(Recorded data)
******************************

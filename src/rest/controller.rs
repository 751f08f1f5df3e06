//! Request handlers of the REST API.
//!
//! Each handler runs one [`Tuhi`] operation and turns its outcome into a [`Response`]. Errors
//! reported by the daemon become `500` responses.

use serde::Serialize;

use super::{ApiResponse, Tuhi};
use crate::Result;

/// An HTTP status code and a JSON body.
#[derive(Debug, Clone, PartialEq)]
pub struct Response {
    pub status: u16,
    pub body: serde_json::Value,
}

impl Response {
    fn json(status: u16, body: &impl Serialize) -> Self {
        match serde_json::to_value(body) {
            Ok(body) => Self { status, body },
            Err(e) => Self::failure(&e),
        }
    }

    fn api(code: u16, message: impl Into<String>) -> Self {
        Self::json(code, &ApiResponse::new(code, message))
    }

    fn failure(e: &dyn std::error::Error) -> Self {
        log::error!("request failed: {}", e);
        let body = serde_json::to_value(ApiResponse::new(500, e.to_string()))
            .unwrap_or_else(|_| {
                serde_json::json!({ "code": 500, "type": "error", "message": "internal error" })
            });
        Self { status: 500, body }
    }

    fn from_result<T>(result: Result<T>, ok: impl FnOnce(T) -> Self) -> Self {
        match result {
            Ok(value) => ok(value),
            Err(e) => Self::failure(&e),
        }
    }
}

/// `GET /devices`
pub fn list_devices(tuhi: &Tuhi) -> Response {
    Response::from_result(tuhi.list_devices(), |views| Response::json(200, &views))
}

/// `GET /devices/{id}`
pub fn get_device_by_id(tuhi: &Tuhi, id: &str) -> Response {
    Response::from_result(tuhi.device(id), |view| match view {
        Some(view) => Response::json(200, &view),
        None => Response::api(404, format!("no device {}", id)),
    })
}

/// `GET /search`
pub fn search(tuhi: &Tuhi) -> Response {
    Response::from_result(tuhi.search_unregistered(), |views| {
        Response::json(200, &views)
    })
}

/// `POST /register/{id}`
pub fn register_device(tuhi: &Tuhi, id: &str) -> Response {
    Response::from_result(tuhi.register(id), |registered| {
        if registered {
            Response::api(200, "success")
        } else {
            Response::api(400, format!("no unregistered device {}", id))
        }
    })
}

/// `POST /devices/{id}/listen`
pub fn toggle_listen(tuhi: &Tuhi, id: &str, listen: bool) -> Response {
    Response::from_result(tuhi.toggle_listening(id, listen), |listening| {
        match listening {
            Some(listening) => Response::api(200, format!("listening: {}", listening)),
            None => Response::api(404, format!("no device {}", id)),
        }
    })
}

#[cfg(test)]
mod tests {
    use zbus::zvariant::ObjectPath;

    use super::*;
    use crate::{
        config::Settings,
        event_loop::{EventLoop, LoopHandle},
        transport::fake::{value, FakeDaemon},
        MANAGER_INTERFACE, ROOT_PATH,
    };

    struct Fixture {
        handle: LoopHandle,
        daemon: FakeDaemon,
        tuhi: Tuhi,
    }

    impl Drop for Fixture {
        fn drop(&mut self) {
            self.handle.quit();
        }
    }

    fn fixture() -> Fixture {
        let (handle, _thread) = EventLoop::spawn().unwrap();
        let daemon = FakeDaemon::new(handle.clone());
        daemon.add_registered_device("/d1", "aa:bb:cc:dd:ee:ff", "Bamboo Spark");
        daemon.add_device("/d2", "11:22:33:44:55:66", "Bamboo Slate");
        let tuhi = Tuhi::with_session(&daemon.session(), handle.clone(), Settings::default())
            .unwrap();
        Fixture {
            handle,
            daemon,
            tuhi,
        }
    }

    #[test]
    fn device_bodies() {
        let f = fixture();

        let res = list_devices(&f.tuhi);
        assert_eq!(res.status, 200);
        assert_eq!(
            res.body,
            serde_json::json!([{
                "id": "AA:BB:CC:DD:EE:FF",
                "name": "Bamboo Spark",
                "width": 0,
                "height": 0,
                "battery": 0,
                "battery_state": 0,
                "is_listening": false,
                "is_in_live_mode": false,
                "drawings": [],
            }])
        );

        let res = get_device_by_id(&f.tuhi, "aa:bb:cc:dd:ee:ff");
        assert_eq!(res.status, 200);
        assert_eq!(res.body["id"], "AA:BB:CC:DD:EE:FF");

        let res = get_device_by_id(&f.tuhi, "11:22:33:44:55:66");
        assert_eq!(res.status, 404);
        assert_eq!(res.body["type"], "error");
    }

    #[test]
    fn search_lists_identity_only() {
        let f = fixture();
        f.daemon.emit_signal(
            ROOT_PATH,
            MANAGER_INTERFACE,
            "UnregisteredDevice",
            vec![value(ObjectPath::try_from("/d2").unwrap())],
        );
        f.handle.sync();

        let res = search(&f.tuhi);
        assert_eq!(res.status, 200);
        assert_eq!(
            res.body,
            serde_json::json!([{ "id": "11:22:33:44:55:66", "name": "Bamboo Slate" }])
        );
    }

    #[test]
    fn register_status() {
        let f = fixture();
        assert_eq!(register_device(&f.tuhi, "11:22:33:44:55:66").status, 400);

        f.daemon.emit_signal(
            ROOT_PATH,
            MANAGER_INTERFACE,
            "UnregisteredDevice",
            vec![value(ObjectPath::try_from("/d2").unwrap())],
        );
        f.handle.sync();

        let res = register_device(&f.tuhi, "11:22:33:44:55:66");
        assert_eq!(res.status, 200);
        assert_eq!(
            res.body,
            serde_json::json!({ "code": 200, "type": "success", "message": "success" })
        );
    }

    #[test]
    fn toggle_listen_status() {
        let f = fixture();
        let res = toggle_listen(&f.tuhi, "aa:bb:cc:dd:ee:ff", true);
        assert_eq!(res.status, 200);
        assert_eq!(res.body["message"], "listening: true");

        assert_eq!(toggle_listen(&f.tuhi, "11:22:33:44:55:66", true).status, 404);
    }

    #[test]
    fn daemon_errors_are_500() {
        let f = fixture();
        f.daemon.fail("StartListening", "org.freedesktop.DBus.Error.AccessDenied");

        let res = toggle_listen(&f.tuhi, "aa:bb:cc:dd:ee:ff", true);
        assert_eq!(res.status, 500);
        assert_eq!(res.body["code"], 500);
        assert_eq!(res.body["type"], "error");
        let message = res.body["message"].as_str().unwrap();
        assert!(message.contains("AccessDenied"), "{}", message);
        assert_eq!(
            res.body.as_object().map(|body| body.len()),
            Some(3),
            "{}",
            res.body
        );
    }
}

******************************

## DIRECTIONS FOR THIS TASK:
Scan the data above. Return every line with "format" in it.

## WRITTEN SOLUTION:
        None => Response::api(404, format!("no device {}", id)),
            Response::api(400, format!("no unregistered device {}", id))
            Some(listening) => Response::api(200, format!("listening: {}", listening)),
            None => Response::api(404, format!("no device {}", id)),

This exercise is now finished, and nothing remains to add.